We've been promised video calls for years, but they've never really taken off - but thanks to last night's Apple announcements, we might need to smarten ourselves up whenever the phone rings.

Apple changed music with the iPod - and it looks like it's going to use the same bit of kit to change the way we talk, too.

Adding the FaceTime video calling system to the iPod touch means that FaceTime may be heading for prime time.

Until yesterday FaceTime was brilliant and largely pointless: it was only available for the iPhone 4, so if all your friends weren't early-adopting free-spending latte-sipping hipsters who hold their phones really, really carefully then FaceTime suffered from the Only Fax Machine In The World problem: who do you call when no-one has the kit?

FaceTime on the iPod touch changes that. Steve Jobs reckons Apple is activating 230,000 iOS devices a day, and a good proportion of those devices are iPod touches - which means that over the Christmas period hundreds of thousands of people will end up with FaceTime-enabled iPods in their stockings.

The odds are that while you might not know many iPhone 4 owners, you'll know plenty of iPod touch owners - and increasingly, you'll be able to talk to them via FaceTime.

FaceTime everywhere

The next step for Apple is obvious: FaceTime in everything else.

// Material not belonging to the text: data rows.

//! Core engine for the strata columnar segment format.
//!
//! A strata segment is a Parquet container that carries a JSON-encoded
//! manifest in its footer key/value metadata. The manifest is the
//! authoritative description of the segment: a logical schema plus format
//! bookkeeping (version, creation time). This crate provides:
//!
//! - The logical schema model and its Arrow conversions (`schema` module).
//! - The manifest type and its footer encoding (`manifest` module).
//! - Physical segment I/O: a footer-parsing reader, a manifest-embedding
//!   writer, and a bridge that exposes the synchronous pull reader as a
//!   lazy, strictly-ordered asynchronous batch stream scheduled on a shared
//!   worker pool (`io` module).
//!
//! Integration with a dataset-scanning framework (sources, fragments, scan
//! and write options) lives in the `strata-dataset` crate, which depends on
//! this one rather than re-implementing segment I/O.
#![deny(missing_docs)]
pub mod io;
pub mod manifest;
pub mod schema;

There's no technical reason it can't be in OS X - FaceTime's really just iChat AV in different trousers - and the widely expected cameras in next year's second generation iPad mean it should come to Apple's tablet, too, ushering in a whole new world of chinny videos shot from unflattering angles.

While Apple is at it it could easily add it to the Apple TV: an add-on camera wouldn't be that expensive, even with Apple's massive profit margins, and FaceTime on your HDTV would deliver some of the wow factor Apple's telly box desperately needs.

Don't forget that FaceTime is supposed to be an open standard, too. In the long term, that means it should appear on all kinds of devices, not just ones with the Apple logo.

The big question is whether people want to see one another on the phone. I think the older generation hate the idea. I certainly do, but that's because I have what's best described as a face for radio and some really ugly friends.

Phone networks won't like it, either, because if it takes off it'll mean massive data demands over networks that often struggle to cope with Twitter.

But I reckon The Kids - that is, the constantly videoing, texting, chatting, oversharing Kids who can't take a breath without videoing it and uploading it to YouTube - will love it.

Apple isn't the first firm to try to take video calling into the mainstream - but it wasn't the first firm to make an MP3 player, either. That worked out OK, didn't it?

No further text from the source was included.